Collected data:
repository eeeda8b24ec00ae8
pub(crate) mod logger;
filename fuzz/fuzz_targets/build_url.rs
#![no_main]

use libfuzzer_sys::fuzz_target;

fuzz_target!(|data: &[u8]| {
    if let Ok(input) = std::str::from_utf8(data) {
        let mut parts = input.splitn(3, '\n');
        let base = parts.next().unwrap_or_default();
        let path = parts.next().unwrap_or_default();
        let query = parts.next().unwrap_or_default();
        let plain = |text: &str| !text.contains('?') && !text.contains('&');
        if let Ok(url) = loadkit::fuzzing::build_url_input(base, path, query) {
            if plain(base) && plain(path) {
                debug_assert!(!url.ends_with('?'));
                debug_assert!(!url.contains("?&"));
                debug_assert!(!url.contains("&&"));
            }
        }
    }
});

Work to complete: Repeat the records, every one of them, without any deviation.

Reply:
repository eeeda8b24ec00ae8
pub(crate) mod logger;
filename fuzz/fuzz_targets/build_url.rs
#![no_main]

use libfuzzer_sys::fuzz_target;

fuzz_target!(|data: &[u8]| {
    if let Ok(input) = std::str::from_utf8(data) {
        let mut parts = input.splitn(3, '\n');
        let base = parts.next().unwrap_or_default();
        let path = parts.next().unwrap_or_default();
        let query = parts.next().unwrap_or_default();
        let plain = |text: &str| !text.contains('?') && !text.contains('&');
        if let Ok(url) = loadkit::fuzzing::build_url_input(base, path, query) {
            if plain(base) && plain(path) {
                debug_assert!(!url.ends_with('?'));
                debug_assert!(!url.contains("?&"));
                debug_assert!(!url.contains("&&"));
            }
        }
    }
});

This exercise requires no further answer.